L'actualité du livre
Littératureet Poches  

La Longue route de sable
de Pier Paolo Pasolini
Arléa - Poche 2014 /  7 €- 45.85  ffr. / 96 pages
ISBN : 978-2-36308-077-6
FORMAT : 11,0 cm × 18,0 cm

Anne Bourguignon (Traduction)

La côte en voiture

Cinéaste, écrivain, journaliste, Pasolini (1922-1975) est une figure centrale de la littérature et du cinéma italiens modernes. L’Evangile selon Saint Mathieu (1964), Théorème (1968), Salò ou les 120 Journées de Sodome (1975) pour le cinéma ; Écrits corsaires, Descriptions de descriptions, Lettres luthériennes (dates posthumes) pour la littérature ; Pasolini fut un intellectuel engagé et sulfureux dont l’œuvre (exigeante et controversée) reste à découvrir absolument.

La Longue route de sable est un court récit de voyage qui montre un Pasolini touriste, solitaire et contemplatif. Dans la torpeur de l’été 1959, il parcourt les côtes méditerranéenne et adriatique, passant par San Remo, Gênes, Viareggio, Naples, Capri, Venise, Trieste, pour contempler la nature et la richesse culturelle de ces régions, de son pays. C'était son habitude de sortir seul et de se balader en voiture à la recherche de son destin (un destin tragique puisqu'il est mort ainsi, au bout d'une course mystérieuse en voiture, massacré sur une plage en novembre 1975, par une ou plusieurs personnes).

Comme pour tout grand écrivain, le lecteur est sensible au style qui permet de rendre compte d'un état d’esprit, une situation, une évocation, un souvenir, une rencontre. En se baladant seul, promeneur motorisé, Pier Paolo contemple de sa vitre ouverte ces villes balnéaires, ces plages illustres, ces corps trempés, ces habitations isolées, ces chemins de traverses, ces paysans étonnés, puis quelques amis entraperçus, tels Moravia ou Edmonda Aldini tout juste esquissés.

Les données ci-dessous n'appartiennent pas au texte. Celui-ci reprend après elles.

//! Minimal HTTP/1.x response parser for upstream origin responses.
//!
//! The real streaming HTTP wire parser is an out-of-scope collaborator named
//! in §1; `relay-core` ships only the minimal conforming implementation an
//! HTTP relay needs to read an origin's status line, headers, and body
//! prefix (§4.6 `ReadingResponse`). The client-facing side gets a real parser
//! for free from `axum`.

use std::collections::HashMap;

use bytes::{Bytes, BytesMut};

use crate::error::RelayError;

/// Parsed status line + headers + whatever body bytes were read past the
/// header terminator in the same buffer.
#[derive(Debug, Clone)]
pub struct ParsedResponse {
    pub status: u16,
    pub headers: HashMap<String, String>,
    pub body_prefix: Bytes,
}

impl ParsedResponse {
    #[must_use]
    pub fn header(&self, name: &str) -> Option<&str> {
        self.headers
            .iter()
            .find(|(k, _)| k.eq_ignore_ascii_case(name))
            .map(|(_, v)| v.as_str())
    }
}

/// Result of feeding another chunk of bytes to the parser.
pub enum ParseOutcome {
    /// Headers not yet fully received; keep reading.
    Incomplete,
    Complete(ParsedResponse),
}

/// Out-of-scope collaborator trait: a streaming parser that accumulates
/// response bytes and produces a parsed response once headers terminate.
pub trait HttpResponseParser: Send {
    fn feed(&mut self, data: &[u8]) -> Result<ParseOutcome, RelayError>;
}

/// Minimal HTTP/1.x response parser: status line + `Name: value` headers
/// terminated by a blank line, nothing else (no chunked/continuation
/// handling — upstream origins speak plain HTTP/1.0 or 1.1 status + headers).
#[derive(Default)]
pub struct MinimalResponseParser {
    buf: BytesMut,
}

impl MinimalResponseParser {
    #[must_use]
    pub fn new() -> Self {
        Self::default()
    }

    fn try_parse(&mut self) -> Result<ParseOutcome, RelayError> {
        let Some(header_end) = find_header_terminator(&self.buf) else {
            return Ok(ParseOutcome::Incomplete);
        };

        let head = self.buf.split_to(header_end);
        // Drop the terminator itself (\r\n\r\n or \n\n) from the remaining buffer.
        let terminator_len = if self.buf.starts_with(b"\r\n\r\n") { 4 } else { 2 };
        let _ = self.buf.split_to(terminator_len);

        let head_str = String::from_utf8_lossy(&head);
        let mut lines = head_str.split("\r\n").flat_map(|l| l.split('\n'));

        let status_line = lines
            .next()
            .ok_or_else(|| RelayError::UpstreamProtocol {
                url: String::new(),
                detail: "empty response".into(),
            })?;
        let status = parse_status_line(status_line)?;

        let mut headers = HashMap::new();
        for line in lines {
            let line = line.trim();
            if line.is_empty() {
                continue;
            }
            if let Some((name, value)) = line.split_once(':') {
                headers.insert(name.trim().to_string(), value.trim().to_string());
            }
        }

        let body_prefix = self.buf.split().freeze();

        Ok(ParseOutcome::Complete(ParsedResponse {
            status,
            headers,
            body_prefix,
        }))
    }
}

impl HttpResponseParser for MinimalResponseParser {
    fn feed(&mut self, data: &[u8]) -> Result<ParseOutcome, RelayError> {
        self.buf.extend_from_slice(data);
        self.try_parse()
    }
}

fn find_header_terminator(buf: &[u8]) -> Option<usize> {
    buf.windows(4)
        .position(|w| w == b"\r\n\r\n")
        .or_else(|| buf.windows(2).position(|w| w == b"\n\n"))
}

fn parse_status_line(line: &str) -> Result<u16, RelayError> {
    let mut parts = line.split_whitespace();
    let _http_version = parts
        .next()
        .ok_or_else(|| RelayError::UpstreamProtocol {
            url: String::new(),
            detail: format!("malformed status line: {line:?}"),
        })?;
    let status = parts
        .next()
        .ok_or_else(|| RelayError::UpstreamProtocol {
            url: String::new(),
            detail: format!("malformed status line: {line:?}"),
        })?;
    status.parse::<u16>().map_err(|_| RelayError::UpstreamProtocol {
        url: String::new(),
        detail: format!("non-numeric status code: {status:?}"),
    })
}

#[cfg(test)]
mod tests {
    use super::*;

    #[test]
    fn parses_status_headers_and_body_prefix_in_one_shot() {
        let mut parser = MinimalResponseParser::new();
        let data = b"HTTP/1.0 200 OK\r\nContent-Type: video/MP2T\r\n\r\nBODYBODY";
        match parser.feed(data).unwrap() {
            ParseOutcome::Complete(resp) => {
                assert_eq!(resp.status, 200);
                assert_eq!(resp.header("Content-Type"), Some("video/MP2T"));
                assert_eq!(resp.body_prefix.as_ref(), b"BODYBODY");
            }
            ParseOutcome::Incomplete => panic!("expected complete parse"),
        }
    }

    #[test]
    fn incomplete_headers_return_incomplete() {
        let mut parser = MinimalResponseParser::new();
        let outcome = parser.feed(b"HTTP/1.0 200 OK\r\nContent-Type: ").unwrap();
        assert!(matches!(outcome, ParseOutcome::Incomplete));
    }

    #[test]
    fn headers_split_across_two_feeds() {
        let mut parser = MinimalResponseParser::new();
        assert!(matches!(
            parser.feed(b"HTTP/1.0 200 OK\r\nContent-Ty").unwrap(),
            ParseOutcome::Incomplete
        ));
        match parser.feed(b"pe: audio/mpeg\r\n\r\n").unwrap() {
            ParseOutcome::Complete(resp) => {
                assert_eq!(resp.header("Content-Type"), Some("audio/mpeg"));
            }
            ParseOutcome::Incomplete => panic!("expected complete parse"),
        }
    }

    #[test]
    fn non_200_status_parses_fine_disposition_is_caller_decision() {
        let mut parser = MinimalResponseParser::new();
        match parser.feed(b"HTTP/1.0 404 Not Found\r\n\r\n").unwrap() {
            ParseOutcome::Complete(resp) => assert_eq!(resp.status, 404),
            ParseOutcome::Incomplete => panic!("expected complete parse"),
        }
    }

    #[test]
    fn malformed_status_line_is_an_error() {
        let mut parser = MinimalResponseParser::new();
        let err = parser.feed(b"garbage\r\n\r\n").unwrap_err();
        assert!(matches!(err, RelayError::UpstreamProtocol { .. }));
    }
}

L’évocation succincte est de rigueur donc, panorama imagé tel un travelling continu sur un plan séquence réaliste ; ce récit de voyage ne trahit pas les codes du genre. A notre époque du «tout à l’image», c’est au lecteur de se représenter les descriptions de Pasolini afin de comprendre les enjeux littéraires et les «véritables» émotions du Vivant. On imagine cet homme de 37 ans, seul dans sa voiture en plein été torride, roulant, croisant des visages, voulant toucher des corps, s’émerveillant devant des monuments, observant la nature, rencontrant brièvement des inconnus (souvent, il confie vivre les plus beaux instants de sa vie, à l'occasion de ces moments a priori banals).

Le récit de voyage est un genre qui a sa force et ses limites. En effet, le lecteur doit faire travailler son imagination, saisir le style sensible et précis du narrateur, pour visionner au mieux les éléments importants aux yeux d’un conducteur placé dans un lieu et une époque qui sont désormais bien lointains, voire inconnus. D’où parfois l’impression de lire une succession de descriptions ou de remarques qui s’enchaînent sans trop de cohérence.

Mais Pasolini dépasse cette impression fugace en disant dans ces lignes qui il est au fond de lui-même : un artiste intransigeant et un implacable amoureux des belles plages... où il finira dramatiquement sa vie.